Recall what Jeffries writes of MacKinnon:
"The assumption," she says, "is that women can be unequal to men economically, socially, culturally, politically, and in religion, but the moment they have sexual interactions, they are free and equal. That's the assumption . . ."
MacKinnon's utterly mistaken. The law assumes no such thing. No law governing consensual transactions assumes that the two participants in a transaction must be on absolutely equal footing. It would be nice if most people were more pairwise equal than they are, but the rule of law cannot wait for utopia. To be useful, the law must govern, and give force to people's decisions, in the imperfect societies that exist now.

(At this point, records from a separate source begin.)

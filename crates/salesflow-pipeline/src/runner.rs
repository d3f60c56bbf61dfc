//! Pipeline runner: stage ordering, retries and the per-run report

use std::fmt;
use std::future::Future;
use std::str::FromStr;
use std::sync::Arc;
use std::time::{Duration, Instant};

use chrono::NaiveDateTime;
use salesflow_common::{format_timestamp, now, PipelineError, Result};
use salesflow_config::{ChartConfig, Config, PipelineSettings, SchedulingConfig};
use salesflow_graphs::{ChartRenderer, ChartSpec, FontConfig, RevenueChartRenderer};
use tokio_retry::strategy::FixedInterval;
use tokio_retry::Retry;
use tracing::{error, info, info_span, warn, Instrument};
use uuid::Uuid;

use crate::mail::{create_mail_client, DynMailClient};
use crate::stages;
use crate::store::SalesStore;

/// The stages of a run, in dependency order
#[derive(Debug, Clone, Copy, PartialEq, Eq, Hash)]
pub enum Stage {
    CreateSalesTable,
    CalculateDailyRevenue,
    VisualizeRevenue,
    GenerateReport,
    SendEmailReport,
}

impl Stage {
    pub const ALL: [Stage; 5] = [
        Stage::CreateSalesTable,
        Stage::CalculateDailyRevenue,
        Stage::VisualizeRevenue,
        Stage::GenerateReport,
        Stage::SendEmailReport,
    ];

    pub fn name(self) -> &'static str {
        match self {
            Stage::CreateSalesTable => "create_sales_table",
            Stage::CalculateDailyRevenue => "calculate_daily_revenue",
            Stage::VisualizeRevenue => "visualize_revenue",
            Stage::GenerateReport => "generate_report",
            Stage::SendEmailReport => "send_email_report",
        }
    }
}

impl fmt::Display for Stage {
    fn fmt(&self, f: &mut fmt::Formatter<'_>) -> fmt::Result {
        f.write_str(self.name())
    }
}

impl FromStr for Stage {
    type Err = PipelineError;

    fn from_str(s: &str) -> Result<Self> {
        Stage::ALL
            .into_iter()
            .find(|stage| stage.name() == s)
            .ok_or_else(|| {
                let known: Vec<&str> = Stage::ALL.iter().map(|stage| stage.name()).collect();
                PipelineError::validation_field(
                    format!("Unknown stage '{s}', expected one of: {}", known.join(", ")),
                    "stage",
                )
            })
    }
}

/// How often and how patiently a failed stage is retried
#[derive(Debug, Clone, Copy, PartialEq, Eq)]
pub struct RetryPolicy {
    pub retries: u32,
    pub delay: Duration,
}

impl RetryPolicy {
    pub fn new(retries: u32, delay: Duration) -> Self {
        Self { retries, delay }
    }

    /// Single attempt, no retries
    pub fn none() -> Self {
        Self::new(0, Duration::ZERO)
    }

    fn strategy(&self) -> impl Iterator<Item = Duration> {
        FixedInterval::new(self.delay).take(self.retries as usize)
    }
}

impl Default for RetryPolicy {
    fn default() -> Self {
        Self::new(1, Duration::from_secs(300))
    }
}

impl From<&SchedulingConfig> for RetryPolicy {
    fn from(config: &SchedulingConfig) -> Self {
        Self::new(config.retries, Duration::from_secs(config.retry_delay_seconds))
    }
}

/// Outcome of one stage in a run
#[derive(Debug, Clone, PartialEq, Eq)]
pub struct StageOutcome {
    pub stage: Stage,
    pub attempts: u32,
    pub elapsed: Duration,
    pub error: Option<String>,
}

impl StageOutcome {
    pub fn succeeded(&self) -> bool {
        self.error.is_none()
    }
}

/// Record of a pipeline run
#[derive(Debug)]
pub struct RunReport {
    pub run_id: Uuid,
    pub started_at: NaiveDateTime,
    pub outcomes: Vec<StageOutcome>,
    failure: Option<PipelineError>,
}

impl RunReport {
    fn new() -> Self {
        Self {
            run_id: Uuid::new_v4(),
            started_at: now(),
            outcomes: Vec::new(),
            failure: None,
        }
    }

    pub fn succeeded(&self) -> bool {
        self.failure.is_none()
    }

    pub fn outcome(&self, stage: Stage) -> Option<&StageOutcome> {
        self.outcomes.iter().find(|outcome| outcome.stage == stage)
    }

    /// Stages that never ran because an upstream stage failed
    pub fn skipped(&self) -> Vec<Stage> {
        Stage::ALL
            .into_iter()
            .filter(|stage| self.outcome(*stage).is_none())
            .collect()
    }

    /// The error that stopped the run, if any
    pub fn failure(&self) -> Option<&PipelineError> {
        self.failure.as_ref()
    }

    /// `Err` with the first stage failure, `Ok(self)` otherwise
    pub fn into_result(mut self) -> Result<Self> {
        match self.failure.take() {
            Some(err) => Err(err),
            None => Ok(self),
        }
    }

    fn record<T>(&mut self, outcome: StageOutcome, result: Result<T>) -> Option<T> {
        let stage = outcome.stage;
        let attempts = outcome.attempts;
        self.outcomes.push(outcome);
        match result {
            Ok(value) => Some(value),
            Err(err) => {
                if self.failure.is_none() {
                    self.failure = Some(PipelineError::stage(stage.name(), attempts, err));
                }
                None
            }
        }
    }

    pub fn log(&self) {
        for outcome in &self.outcomes {
            match &outcome.error {
                None => info!(
                    run_id = %self.run_id,
                    stage = %outcome.stage,
                    attempts = outcome.attempts,
                    elapsed_ms = outcome.elapsed.as_millis() as u64,
                    "Stage succeeded"
                ),
                Some(err) => error!(
                    run_id = %self.run_id,
                    stage = %outcome.stage,
                    attempts = outcome.attempts,
                    elapsed_ms = outcome.elapsed.as_millis() as u64,
                    error = %err,
                    "Stage failed"
                ),
            }
        }
        for stage in self.skipped() {
            warn!(run_id = %self.run_id, stage = %stage, "Stage skipped, upstream failed");
        }
        let started_at = format_timestamp(&self.started_at);
        if self.succeeded() {
            info!(run_id = %self.run_id, "Pipeline run started at {} completed", started_at);
        } else {
            error!(run_id = %self.run_id, "Pipeline run started at {} failed", started_at);
        }
    }
}

/// Chart description from the chart settings
pub fn chart_spec(config: &ChartConfig) -> ChartSpec {
    let mut spec = ChartSpec {
        width: config.width,
        height: config.height,
        ..ChartSpec::default()
    };
    spec.style.background_color = Some(config.background_color.clone());
    spec.style.line_color = config.line_color.clone();
    spec.style.marker_size = config.marker_size;
    spec.style.show_grid = config.show_grid;
    spec.style.title_font = FontConfig {
        family: config.font_family.clone(),
        size: config.title_font_size,
    };
    spec.style.axis_font = FontConfig {
        family: config.font_family.clone(),
        size: config.axis_font_size,
    };
    spec
}

/// The daily sales revenue pipeline and its collaborators
pub struct Pipeline {
    store: SalesStore,
    renderer: Arc<dyn ChartRenderer>,
    mailer: DynMailClient,
    settings: PipelineSettings,
    chart: ChartSpec,
    retry: RetryPolicy,
}

impl Pipeline {
    pub fn new(
        store: SalesStore,
        renderer: Arc<dyn ChartRenderer>,
        mailer: DynMailClient,
        settings: PipelineSettings,
    ) -> Self {
        Self {
            store,
            renderer,
            mailer,
            settings,
            chart: ChartSpec::default(),
            retry: RetryPolicy::default(),
        }
    }

    /// Connect to the database and build the collaborators from configuration
    pub async fn from_config(config: &Config) -> Result<Self> {
        let store = SalesStore::connect(&config.database.url, config.database.max_connections).await?;
        let mailer = create_mail_client(&config.notification)?;

        Ok(Self::new(store, Arc::new(RevenueChartRenderer::new()), mailer, config.pipeline_settings())
            .with_chart_spec(chart_spec(&config.chart))
            .with_retry_policy(RetryPolicy::from(&config.scheduling)))
    }

    pub fn with_chart_spec(mut self, chart: ChartSpec) -> Self {
        self.chart = chart;
        self
    }

    pub fn with_retry_policy(mut self, retry: RetryPolicy) -> Self {
        self.retry = retry;
        self
    }

    pub fn settings(&self) -> &PipelineSettings {
        &self.settings
    }

    pub fn store(&self) -> &SalesStore {
        &self.store
    }

    /// Run every stage and return the report; stage failures are recorded in it
    pub async fn execute(&self) -> RunReport {
        let mut report = RunReport::new();
        let span = info_span!("pipeline_run", run_id = %report.run_id);

        async {
            info!("Starting sales revenue pipeline");

            if !self.run_and_record(&mut report, Stage::CreateSalesTable).await {
                return;
            }
            if !self.run_and_record(&mut report, Stage::CalculateDailyRevenue).await {
                return;
            }

            // Both branches run to completion even when the other fails
            let (chart, summary) = tokio::join!(
                self.attempt(Stage::VisualizeRevenue),
                self.attempt(Stage::GenerateReport)
            );
            let chart_ok = report.record(chart.0, chart.1).is_some();
            let summary_ok = report.record(summary.0, summary.1).is_some();
            if !(chart_ok && summary_ok) {
                return;
            }

            self.run_and_record(&mut report, Stage::SendEmailReport).await;
        }
        .instrument(span)
        .await;

        report.log();
        report
    }

    /// Run every stage; `Err` names the first failed stage
    pub async fn run(&self) -> Result<RunReport> {
        self.execute().await.into_result()
    }

    /// Run a single stage with the retry policy
    pub async fn run_stage(&self, stage: Stage) -> Result<StageOutcome> {
        let span = info_span!("pipeline_run", run_id = %Uuid::new_v4());
        let (outcome, result) = self.attempt(stage).instrument(span).await;
        match result {
            Ok(()) => Ok(outcome),
            Err(err) => Err(PipelineError::stage(stage.name(), outcome.attempts, err)),
        }
    }

    async fn run_and_record(&self, report: &mut RunReport, stage: Stage) -> bool {
        let (outcome, result) = self.attempt(stage).await;
        report.record(outcome, result).is_some()
    }

    async fn attempt(&self, stage: Stage) -> (StageOutcome, Result<()>) {
        let started = Instant::now();
        let (attempts, result) = self
            .with_retries(stage, || self.dispatch(stage))
            .instrument(info_span!("stage", name = stage.name()))
            .await;

        let outcome = StageOutcome {
            stage,
            attempts,
            elapsed: started.elapsed(),
            error: result.as_ref().err().map(ToString::to_string),
        };
        (outcome, result)
    }

    async fn dispatch(&self, stage: Stage) -> Result<()> {
        let settings = &self.settings;
        match stage {
            Stage::CreateSalesTable => stages::init_sales_table(&self.store, settings).await.map(drop),
            Stage::CalculateDailyRevenue => stages::calculate_daily_revenue(&self.store, settings).await.map(drop),
            Stage::VisualizeRevenue => {
                stages::visualize_revenue(self.renderer.as_ref(), settings, &self.chart, now())
                    .await
                    .map(drop)
            }
            Stage::GenerateReport => stages::generate_report(settings).await.map(drop),
            Stage::SendEmailReport => {
                stages::send_email_report(self.mailer.as_ref(), settings, now().date())
                    .await
                    .map(drop)
            }
        }
    }

    async fn with_retries<F, Fut>(&self, stage: Stage, mut op: F) -> (u32, Result<()>)
    where
        F: FnMut() -> Fut,
        Fut: Future<Output = Result<()>>,
    {
        let mut attempts = 0u32;
        let total = self.retry.retries + 1;
        let result = Retry::spawn(self.retry.strategy(), || {
            attempts += 1;
            let attempt = attempts;
            let fut = op();
            async move {
                let result = fut.await;
                if let Err(err) = &result {
                    warn!(stage = %stage, attempt, total, error = %err, "Stage attempt failed");
                }
                result
            }
        })
        .await;
        (attempts, result)
    }
}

And, in fact, most groups have generally benefited when society treats their decisions as meaningful. People usually fight for the freedom to vote, to enter into contracts, to buy property, and --- yes --- even the right to consent to sex. Being over eighteen, I certainly appreciate the fact that I can have sex without fearing that my partner will be jailed for statutory rape. I suspect that most adult women also enjoy having that right.
[4] What about non-physical forms of coercion? Again, read the rest of 9A.44 RCW and you'll find that people in "supervisory positions" over children, the developmentally disabled, or other people dependent on assistance, cannot have sex with their charges. You'll also find that 49.60 RCW defines unfair practices for employers, which the courts have held to establish civil remedies for sexual harassment --- which, OK, does not classify the behavior as rape, but I have major problems with MacKinnon's propensity for calling everything rape, from corpse desecration to pornography to sexual harassment. Sometimes there's value in preserving distinctions among the meanings of different words.